Far out cosmology: we see only 5% of our universe (Introduction)

by David Turell @, Saturday, June 10, 2023, 19:09 (322 days ago) @ David Turell

Ethan Siegel discusses:

https://bigthink.com/starts-with-a-bang/heavy-hydrogen-dark-universe/?utm_campaign=swab...

"The 20th century brought with it the realization that the majority of what we know and experience in this physical Universe — atoms, light, and the known subatomic particles along with everything they combine to form — makes up only 5% of the total amount of stuff in the Universe. The remaining 95% is a mixture of things that are completely “dark” to us: dark matter, which gravitates, and dark energy, which drives the expanding Universe ever farther apart.

***

"They indicate, combined, that our Universe is only 5% normal matter, with 27% being dark matter and 68% being dark energy. While it’s easy to attempt to poke holes in this consensus cosmology picture, it’s been incredibly resilient.

"Remarkably, there’s an easy and straightforward way to show that only ~5% of the Universe, total, can be made of normal matter: by looking at hydrogen and its rare, heavy isotope, deuterium. Here’s how measuring this “heavy hydrogen” reveals the existence of the dark Universe.

***

" Given the Standard Model of particle physics, and how nuclear processes are known to work, there should be a particular ratio of the light elements that survive today that depends on one property of the Universe alone: the ratio of baryons (protons and neutrons combined) to photons.

"This is such a powerful technique because the number density of photons from the Big Bang is so precisely known: it’s been measured to be 411 photons per cubic centimeter at present, and so long as we understand how the Universe has expanded over its lifetime, we can infer just how many photons were present in a given volume of space at any point in the cosmic past.

***

"In a Universe without pristine stars, how could you possibly try and reconstruct how much deuterium was present immediately following the Big Bang?

"One method you might consider is to measure the ratios of elements in a variety of stellar populations. If you measure, say, the oxygen-to-hydrogen or iron-to-hydrogen ratios, and also measure the deuterium-to-hydrogen ratio, you could graph them together, and use that information to extrapolate backward: to a zero oxygen or iron abundance. This is a pretty solid method, and gives us an estimate for how much deuterium would be present at a time before heavy elements, like oxygen or iron, had formed.

***

"By looking at the best quasar data we have in the Universe, and finding the closest-to-unpolluted molecular clouds that exist along their lines-of-sight, we can reconstruct the primordial deuterium abundance to extreme precision. The latest results tell us that the amount of deuterium in the Universe, by mass, was 0.00253% of the initial hydrogen abundance, with an uncertainty of only ±0.00004%.

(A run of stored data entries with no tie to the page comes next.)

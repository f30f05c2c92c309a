//! Cross-module type resolution
//!
//! Runs after every module of the package has been classified. For each
//! name referenced by an included signature, finds where the stub can
//! import it from:
//!
//! 1. builtins and the module's own included declarations need nothing;
//! 2. a name bound by the module's own imports re-uses that import;
//! 3. a name defined by a module reachable through `cimport`s is imported
//!    from the nearest such module (fewest hops, then lowest path);
//! 4. a name listed in the module's cimport-type overrides is imported
//!    from the override's module;
//! 5. anything else is unresolved: it is reported and replaced by the
//!    opaque type.
//!
//! The opaque type itself is either a builtin or `Any`, which is imported
//! from `typing` unless the module already binds it.

use rustc_hash::{FxHashMap, FxHashSet};

use crate::stubgen::diagnostic::{DiagnosticKind, Diagnostics, StubDiagnostic};
use crate::stubgen::graph::{GraphError, ModuleGraph};
use crate::stubgen::model::{Declaration, Module, Package, Resolution, ResolvedVia, TypeReference};
use crate::stubgen::types::{is_builtin, referenced_names, replace_names, root_name};

/// How the opaque type spelled `text` is imported, or `None` when `text`
/// cannot stand for an unknown type.
pub fn opaque_reference(text: &str) -> Option<TypeReference> {
    if is_builtin(text) {
        Some(TypeReference::new(text, None, ResolvedVia::Builtin))
    } else if text == "Any" {
        Some(TypeReference::new(text, Some("typing".to_string()), ResolvedVia::Canonical))
    } else {
        None
    }
}

pub struct Resolver<'p> {
    package: &'p Package,
    graph: &'p ModuleGraph,
    opaque: &'p str,
}

impl<'p> Resolver<'p> {
    pub fn new(package: &'p Package, graph: &'p ModuleGraph, opaque: &'p str) -> Self {
        Self {
            package,
            graph,
            opaque,
        }
    }

    /// Resolve every module of the package.
    pub fn resolve_package(&self, diagnostics: &mut Diagnostics) -> Result<(), GraphError> {
        for module in &self.package.modules {
            self.resolve_module(module, diagnostics)?;
        }
        Ok(())
    }

    /// Resolve the included declarations of one module.
    pub fn resolve_module(&self, module: &Module, diagnostics: &mut Diagnostics) -> Result<(), GraphError> {
        let reachable = self.graph.reachable(&module.path)?;
        let mut cache: FxHashMap<String, TypeReference> = FxHashMap::default();
        let mut unresolved_total = 0usize;

        module.walk(|decl| {
            if !decl.is_included() || decl.resolution().is_some() {
                return;
            }
            unresolved_total += self.resolve_declaration(module, &reachable, &mut cache, decl, diagnostics);
        });

        tracing::debug!(
            module = %module.path,
            reachable = reachable.len(),
            unresolved = unresolved_total,
            "resolved module"
        );
        Ok(())
    }

    fn resolve_declaration(
        &self,
        module: &Module,
        reachable: &[(String, usize)],
        cache: &mut FxHashMap<String, TypeReference>,
        decl: &Declaration,
        diagnostics: &mut Diagnostics,
    ) -> usize {
        let Some(decision) = decl.decision() else {
            return 0;
        };

        let mut names: Vec<String> = Vec::new();
        for text in decision.signature.texts() {
            names.extend(referenced_names(text));
        }
        for decorator in decision.decorators.iter().filter(|d| d.canonical_import.is_none()) {
            names.extend(referenced_names(&decorator.text));
        }

        let mut seen: FxHashSet<String> = FxHashSet::default();
        let mut references = Vec::new();
        let mut unresolved: FxHashSet<String> = FxHashSet::default();
        for chain in names {
            if !seen.insert(chain.clone()) {
                continue;
            }
            let reference = cache
                .entry(chain.clone())
                .or_insert_with(|| self.lookup(module, reachable, &chain))
                .clone();
            if reference.via == ResolvedVia::Unresolved {
                let name = root_name(&chain).to_string();
                if unresolved.contains(&name) {
                    continue;
                }
                diagnostics.push(
                    StubDiagnostic::new(
                        DiagnosticKind::UnresolvedTypeReference,
                        &module.path,
                        format!("Cannot resolve type '{}'; using '{}' instead", name, self.opaque),
                    )
                    .with_name(&decl.qualified_name)
                    .with_span(decl.span, "referenced here")
                    .with_help(format!(
                        "import '{}', or list it under cimport-types for module '{}'",
                        name, module.path
                    )),
                );
                unresolved.insert(name);
            } else {
                references.push(reference);
            }
        }

        for decorator in &decision.decorators {
            if let Some((owner, name)) = &decorator.canonical_import {
                references.push(TypeReference::new(name.clone(), Some(owner.clone()), ResolvedVia::Canonical));
            }
        }

        let signature = if unresolved.is_empty() {
            decision.signature.clone()
        } else {
            decision
                .signature
                .map_texts(|text| replace_names(text, |root| unresolved.contains(root), self.opaque))
        };

        if !unresolved.is_empty() && seen.insert(self.opaque.to_string()) {
            let reference = cache
                .entry(self.opaque.to_string())
                .or_insert_with(|| self.lookup(module, reachable, self.opaque))
                .clone();
            if reference.via != ResolvedVia::Unresolved {
                references.push(reference);
            }
        }

        let count = unresolved.len();
        if decl.resolve(Resolution { signature, references }).is_err() {
            tracing::trace!(name = %decl.qualified_name, "declaration already resolved");
        }
        count
    }

    /// Where the dotted `reference`, used in `module`, can be imported from.
    /// The returned name is the reference's root.
    pub fn lookup(&self, module: &Module, reachable: &[(String, usize)], reference: &str) -> TypeReference {
        let name = root_name(reference);
        if is_builtin(name) {
            return TypeReference::new(name, None, ResolvedVia::Builtin);
        }
        if module
            .declarations
            .iter()
            .any(|d| d.name == name && d.is_included())
        {
            return TypeReference::new(name, None, ResolvedVia::Local);
        }
        if let Some((index, binding)) = module.binding_for(reference) {
            return TypeReference::new(name, Some(binding.module.clone()), ResolvedVia::Binding(index));
        }
        if name == self.opaque {
            if let Some(reference) = opaque_reference(name) {
                return reference;
            }
        }
        for (path, hops) in reachable {
            if self.package.get(path).is_some_and(|other| other.defines(name)) {
                return TypeReference::new(name, Some(path.clone()), ResolvedVia::ImportChain { hops: *hops });
            }
        }
        if let Some(reference) = module.explicit_cimport_types.iter().find(|r| r.name == name) {
            return reference.clone();
        }
        TypeReference::new(name, None, ResolvedVia::Unresolved)
    }
}

#[cfg(test)]
mod tests {
    use super::*;
    use crate::parser::parse_module;
    use crate::stubgen::classify::classify_module;
    use crate::stubgen::config::StubgenOptions;
    use crate::stubgen::extract::extract_module;

    fn package(sources: &[(&str, &str)]) -> Package {
        let modules = sources
            .iter()
            .map(|(path, source)| {
                let tree = parse_module(source).unwrap();
                extract_module(*path, *source, false, &tree)
            })
            .collect();
        let package = Package::new(modules);
        let mut diagnostics = Diagnostics::new();
        for module in &package.modules {
            classify_module(module, &StubgenOptions::default(), &mut diagnostics);
        }
        package
    }

    fn resolve(package: &Package) -> Diagnostics {
        let graph = ModuleGraph::from_package(package);
        let mut diagnostics = Diagnostics::new();
        Resolver::new(package, &graph, "object")
            .resolve_package(&mut diagnostics)
            .unwrap();
        diagnostics
    }

    fn references(package: &Package, module: &str, name: &str) -> Vec<TypeReference> {
        package
            .get(module)
            .and_then(|m| m.find_qualified(name))
            .and_then(|d| d.resolution())
            .map(|r| r.references.clone())
            .unwrap_or_default()
    }

    #[test]
    fn test_leaked_type_is_found_through_cimports() {
        let package = package(&[
            ("pkg.a", "class T:\n    pass\n"),
            ("pkg.b", "from pkg.a cimport T\n"),
            ("pkg.c", "from pkg cimport b\ndef f(x: T) -> int: pass\n"),
        ]);
        let diagnostics = resolve(&package);
        assert!(diagnostics.is_empty());

        let refs = references(&package, "pkg.c", "f");
        let t = refs.iter().find(|r| r.name == "T").unwrap();
        assert_eq!(t.module.as_deref(), Some("pkg.a"));
        assert_eq!(t.via, ResolvedVia::ImportChain { hops: 2 });
    }

    #[test]
    fn test_fewest_hops_then_lowest_path() {
        let package = package(&[
            ("pkg.x", "class T: pass\n"),
            ("pkg.y", "class T: pass\n"),
            ("pkg.z", "cimport pkg.y\ncimport pkg.x\nclass T2: pass\n"),
            ("pkg.m", "cimport pkg.z\ncimport pkg.y\ndef f() -> T: pass\n"),
        ]);
        resolve(&package);
        let refs = references(&package, "pkg.m", "f");
        assert_eq!(refs[0].module.as_deref(), Some("pkg.y"));
        assert_eq!(refs[0].via, ResolvedVia::ImportChain { hops: 1 });
    }

    #[test]
    fn test_own_binding_wins() {
        let package = package(&[
            ("pkg.a", "class T: pass\n"),
            ("pkg.m", "from other import T\ncimport pkg.a\ndef f() -> T: pass\n"),
        ]);
        resolve(&package);
        let refs = references(&package, "pkg.m", "f");
        assert_eq!(refs[0].via, ResolvedVia::Binding(0));
        assert_eq!(refs[0].module.as_deref(), Some("other"));
    }

    #[test]
    fn test_override_and_unresolved() {
        let mut modules = vec![{
            let source = "def f(a: Known, b: list[Missing]) -> None: pass\n";
            let tree = parse_module(source).unwrap();
            extract_module("pkg.m", source, false, &tree)
        }];
        modules[0]
            .explicit_cimport_types
            .push(TypeReference::new("Known", Some("pkg.types".to_string()), ResolvedVia::Override));
        let package = Package::new(modules);
        let mut diagnostics = Diagnostics::new();
        classify_module(&package.modules[0], &StubgenOptions::default(), &mut diagnostics);
        let diagnostics = resolve(&package);

        let decl = package.modules[0].find_qualified("f").unwrap();
        let resolution = decl.resolution().unwrap();
        assert_eq!(resolution.signature.params[1].annotation.as_deref(), Some("list[object]"));
        assert_eq!(resolution.signature.params[0].annotation.as_deref(), Some("Known"));
        assert!(resolution
            .references
            .iter()
            .any(|r| r.name == "Known" && r.via == ResolvedVia::Override));

        let warnings: Vec<_> = diagnostics.iter().collect();
        assert_eq!(warnings.len(), 1);
        assert_eq!(warnings[0].kind, DiagnosticKind::UnresolvedTypeReference);
        assert!(warnings[0].message.contains("Missing"));
    }

    #[test]
    fn test_excluded_types_are_not_importable() {
        let package = package(&[("m", "cdef class Pub:\n    pass\ncdef struct S:\n    int a\ndef f(x: S) -> Pub: pass\n")]);
        let diagnostics = resolve(&package);
        let resolution = package.modules[0].find_qualified("f").and_then(|d| d.resolution()).unwrap();
        assert_eq!(resolution.signature.type_text.as_deref(), Some("Pub"));
        assert_eq!(resolution.signature.params[0].annotation.as_deref(), Some("object"));
        assert_eq!(diagnostics.len(), 1);
    }

    #[test]
    fn test_any_opaque_is_imported_from_typing() {
        let package = package(&[("m", "def f(a: Missing) -> None: pass\n")]);
        let graph = ModuleGraph::from_package(&package);
        let mut diagnostics = Diagnostics::new();
        Resolver::new(&package, &graph, "Any")
            .resolve_package(&mut diagnostics)
            .unwrap();

        let resolution = package.modules[0].find_qualified("f").and_then(|d| d.resolution()).unwrap();
        assert_eq!(resolution.signature.params[0].annotation.as_deref(), Some("Any"));
        let any = resolution.references.iter().find(|r| r.name == "Any").unwrap();
        assert_eq!(any.module.as_deref(), Some("typing"));
        assert_eq!(diagnostics.len(), 1);
        assert!(diagnostics.iter().all(|d| d.message.contains("Missing")));
    }

    #[test]
    fn test_opaque_reference() {
        assert_eq!(opaque_reference("object").map(|r| r.via), Some(ResolvedVia::Builtin));
        assert_eq!(
            opaque_reference("Any").and_then(|r| r.module),
            Some("typing".to_string())
        );
        assert_eq!(opaque_reference("Unknown"), None);
    }
}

"This corresponds to a Universe that’s made up of about 4.9% normal matter: consistent to within ~0.1% of the value inferred from the imperfections in the cosmic microwave background radiation, but in an entirely independent way.

***

"In November of 2020, at an underground laboratory in Italy, a plasma physics experiment published a paper detailing what they saw when they went and recreated the high temperatures and densities that were present during the hot Big Bang. They observed the reactions between deuterium and protons directly in their experiment, which ran from 2017-2020. It took three years to measure enough different conditions to high-enough precisions to recreate the necessary temperature ranges, but when all was said and done, they had the best measurement of this particular reaction rate ever: with an uncertainty of just 1.6%.

"Most importantly, though, it confirmed our expectations. Although the uncertainties had been larger, previously, the central value didn’t shift by very much at all, meaning that our estimates for how the deuterium abundance corresponds to and translates into an overall matter density was actually extremely good. The Universe, as best as we can tell, really is made of about 5% normal matter, and can’t be more than that. Even if we don’t know what dark matter’s nature is, this experiment shows us that practically none of it is allowed to be “normal matter that, for some reason, is just dark.”

***

"That’s why we demand multiple, independent lines of evidence for a conclusion before we confidently accept it. The science of Big Bang Nucleosynthesis is one of those incredibly important cross-checks. It’s an independent test not only of the Big Bang model of the early Universe, but of our concordance cosmological model. It tells us, all on its own, what the total amount of normal matter in the Universe is. Since the other lines of evidence, like colliding galaxy clusters or the large-scale structure of the Universe, require far more matter than the deuterium (or heavy hydrogen) abundance tells us can exist, we can be much more confident that dark matter is real. From the latest observations and experiments, only 4.7-5.0% of the entire energy budget of the Universe can be composed of normal matter. The remaining 95%, whatever it is, must truly be dark."

Comment: Siegel presents clear proof. Which tells me life can only appear in lighted areas. Why all the dark is needed is an unsolved mystery.